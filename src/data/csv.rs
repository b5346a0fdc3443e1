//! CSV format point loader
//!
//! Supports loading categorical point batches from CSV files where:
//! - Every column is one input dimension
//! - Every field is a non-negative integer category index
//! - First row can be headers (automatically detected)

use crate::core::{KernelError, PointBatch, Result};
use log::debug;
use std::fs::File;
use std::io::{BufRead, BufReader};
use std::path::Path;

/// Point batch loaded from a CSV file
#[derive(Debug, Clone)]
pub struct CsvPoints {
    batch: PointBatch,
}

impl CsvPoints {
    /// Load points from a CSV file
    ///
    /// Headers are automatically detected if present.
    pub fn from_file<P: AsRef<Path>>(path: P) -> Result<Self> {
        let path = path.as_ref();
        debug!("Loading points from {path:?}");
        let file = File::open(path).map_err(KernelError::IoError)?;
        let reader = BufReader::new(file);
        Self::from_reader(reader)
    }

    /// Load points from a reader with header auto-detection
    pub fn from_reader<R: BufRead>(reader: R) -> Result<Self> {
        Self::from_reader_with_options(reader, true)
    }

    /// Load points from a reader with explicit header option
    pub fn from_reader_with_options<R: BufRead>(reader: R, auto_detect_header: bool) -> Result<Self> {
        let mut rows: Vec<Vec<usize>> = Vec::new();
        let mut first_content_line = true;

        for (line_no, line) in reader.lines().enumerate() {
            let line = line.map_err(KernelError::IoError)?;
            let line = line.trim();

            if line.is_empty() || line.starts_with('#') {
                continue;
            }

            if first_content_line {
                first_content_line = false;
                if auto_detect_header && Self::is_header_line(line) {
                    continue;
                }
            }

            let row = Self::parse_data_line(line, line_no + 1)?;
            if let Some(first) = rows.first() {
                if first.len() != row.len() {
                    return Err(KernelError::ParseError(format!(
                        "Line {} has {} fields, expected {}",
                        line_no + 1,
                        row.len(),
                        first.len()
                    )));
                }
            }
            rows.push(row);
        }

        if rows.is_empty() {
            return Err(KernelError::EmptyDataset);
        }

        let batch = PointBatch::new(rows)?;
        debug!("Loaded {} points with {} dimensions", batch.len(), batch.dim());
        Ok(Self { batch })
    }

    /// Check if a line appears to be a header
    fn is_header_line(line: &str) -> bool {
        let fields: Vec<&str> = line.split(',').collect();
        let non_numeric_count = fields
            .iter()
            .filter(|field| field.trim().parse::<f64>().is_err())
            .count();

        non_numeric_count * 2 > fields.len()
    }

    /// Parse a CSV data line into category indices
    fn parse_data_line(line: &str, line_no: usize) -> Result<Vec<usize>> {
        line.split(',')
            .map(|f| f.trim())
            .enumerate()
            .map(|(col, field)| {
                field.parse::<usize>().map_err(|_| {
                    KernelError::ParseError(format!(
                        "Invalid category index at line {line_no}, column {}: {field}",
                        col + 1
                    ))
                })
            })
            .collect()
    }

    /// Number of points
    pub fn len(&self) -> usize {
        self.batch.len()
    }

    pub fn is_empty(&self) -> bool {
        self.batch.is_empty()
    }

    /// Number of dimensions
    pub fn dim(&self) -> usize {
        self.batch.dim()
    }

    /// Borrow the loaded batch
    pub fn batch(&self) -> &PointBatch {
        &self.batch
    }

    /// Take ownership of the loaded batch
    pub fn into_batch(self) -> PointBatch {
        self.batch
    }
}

┄┄┄┄┄┄┄┄┄┄

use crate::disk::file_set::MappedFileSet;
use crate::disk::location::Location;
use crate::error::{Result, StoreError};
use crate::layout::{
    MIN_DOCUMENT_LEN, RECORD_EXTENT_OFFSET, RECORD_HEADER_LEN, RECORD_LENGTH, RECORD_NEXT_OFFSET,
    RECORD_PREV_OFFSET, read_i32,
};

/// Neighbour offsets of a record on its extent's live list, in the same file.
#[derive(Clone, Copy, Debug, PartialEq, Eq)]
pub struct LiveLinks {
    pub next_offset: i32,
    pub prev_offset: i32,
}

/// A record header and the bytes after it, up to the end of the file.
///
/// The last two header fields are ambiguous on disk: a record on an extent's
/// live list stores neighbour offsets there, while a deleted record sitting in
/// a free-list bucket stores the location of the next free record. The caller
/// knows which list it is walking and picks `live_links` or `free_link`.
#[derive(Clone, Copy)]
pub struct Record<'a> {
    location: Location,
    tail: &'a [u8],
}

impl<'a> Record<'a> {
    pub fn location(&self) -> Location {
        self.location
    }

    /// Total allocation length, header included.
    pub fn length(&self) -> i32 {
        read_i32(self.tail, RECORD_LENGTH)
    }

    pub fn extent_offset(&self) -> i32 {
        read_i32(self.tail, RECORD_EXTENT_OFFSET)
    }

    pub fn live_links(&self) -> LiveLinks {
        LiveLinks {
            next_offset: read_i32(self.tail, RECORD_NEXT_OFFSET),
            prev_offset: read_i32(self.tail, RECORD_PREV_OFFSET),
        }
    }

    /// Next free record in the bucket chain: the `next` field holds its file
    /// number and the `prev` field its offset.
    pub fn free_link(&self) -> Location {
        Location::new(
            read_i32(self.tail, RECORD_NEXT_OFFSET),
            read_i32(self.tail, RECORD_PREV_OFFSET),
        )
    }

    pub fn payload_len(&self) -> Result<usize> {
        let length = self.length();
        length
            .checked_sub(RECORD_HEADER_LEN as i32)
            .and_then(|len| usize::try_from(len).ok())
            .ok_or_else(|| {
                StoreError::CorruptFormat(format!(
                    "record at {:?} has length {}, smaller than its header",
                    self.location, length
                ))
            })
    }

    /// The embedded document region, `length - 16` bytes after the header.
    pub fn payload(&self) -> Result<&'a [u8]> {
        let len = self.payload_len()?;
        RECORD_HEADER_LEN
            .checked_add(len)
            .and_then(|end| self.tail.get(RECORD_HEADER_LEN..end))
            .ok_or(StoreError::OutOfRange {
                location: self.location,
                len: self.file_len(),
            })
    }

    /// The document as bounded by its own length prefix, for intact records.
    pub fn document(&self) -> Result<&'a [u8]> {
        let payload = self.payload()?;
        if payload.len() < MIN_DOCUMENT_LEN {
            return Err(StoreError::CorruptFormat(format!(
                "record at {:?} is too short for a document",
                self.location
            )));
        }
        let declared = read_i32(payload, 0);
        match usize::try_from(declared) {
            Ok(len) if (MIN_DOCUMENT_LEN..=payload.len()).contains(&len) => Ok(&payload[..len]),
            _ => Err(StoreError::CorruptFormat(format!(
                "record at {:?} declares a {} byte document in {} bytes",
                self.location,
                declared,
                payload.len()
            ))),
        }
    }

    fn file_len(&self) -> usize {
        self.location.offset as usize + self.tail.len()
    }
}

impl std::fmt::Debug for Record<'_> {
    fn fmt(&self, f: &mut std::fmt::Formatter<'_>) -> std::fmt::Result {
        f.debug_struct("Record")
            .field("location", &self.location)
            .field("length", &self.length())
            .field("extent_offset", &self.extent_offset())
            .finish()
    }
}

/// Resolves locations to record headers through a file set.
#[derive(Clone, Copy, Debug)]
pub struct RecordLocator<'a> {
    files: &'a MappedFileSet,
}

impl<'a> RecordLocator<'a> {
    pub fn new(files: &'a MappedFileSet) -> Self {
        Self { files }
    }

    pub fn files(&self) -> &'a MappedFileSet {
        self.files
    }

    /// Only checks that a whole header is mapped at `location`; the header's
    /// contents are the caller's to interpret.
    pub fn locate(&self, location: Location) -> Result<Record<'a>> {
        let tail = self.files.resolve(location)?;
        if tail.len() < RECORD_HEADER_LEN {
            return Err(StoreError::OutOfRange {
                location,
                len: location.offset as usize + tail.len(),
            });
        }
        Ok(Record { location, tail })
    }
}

┄┄┄┄┄┄┄┄┄┄

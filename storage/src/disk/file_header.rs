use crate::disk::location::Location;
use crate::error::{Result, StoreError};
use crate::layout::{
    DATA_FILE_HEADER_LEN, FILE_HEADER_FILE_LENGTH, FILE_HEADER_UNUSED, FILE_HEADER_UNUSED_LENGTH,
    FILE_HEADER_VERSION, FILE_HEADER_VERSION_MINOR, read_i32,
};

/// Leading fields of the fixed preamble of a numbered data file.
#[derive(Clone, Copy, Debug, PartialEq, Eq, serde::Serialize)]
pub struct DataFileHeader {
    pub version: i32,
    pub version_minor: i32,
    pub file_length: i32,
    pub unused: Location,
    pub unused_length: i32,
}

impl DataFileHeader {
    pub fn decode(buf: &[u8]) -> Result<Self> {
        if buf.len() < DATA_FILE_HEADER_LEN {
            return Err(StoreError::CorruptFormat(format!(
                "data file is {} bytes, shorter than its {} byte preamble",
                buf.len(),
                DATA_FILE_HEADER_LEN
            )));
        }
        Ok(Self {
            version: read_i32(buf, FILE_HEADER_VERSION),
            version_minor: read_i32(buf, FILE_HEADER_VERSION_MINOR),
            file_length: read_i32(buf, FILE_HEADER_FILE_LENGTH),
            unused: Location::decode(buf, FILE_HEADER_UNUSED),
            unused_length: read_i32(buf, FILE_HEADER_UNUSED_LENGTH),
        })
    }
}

┄┄┄┄┄┄┄┄┄┄

- [Exercise details]:
Now copy each line of the entries that mentions "detected".

- [Answer section]:
//! - First row can be headers (automatically detected)
    /// Headers are automatically detected if present.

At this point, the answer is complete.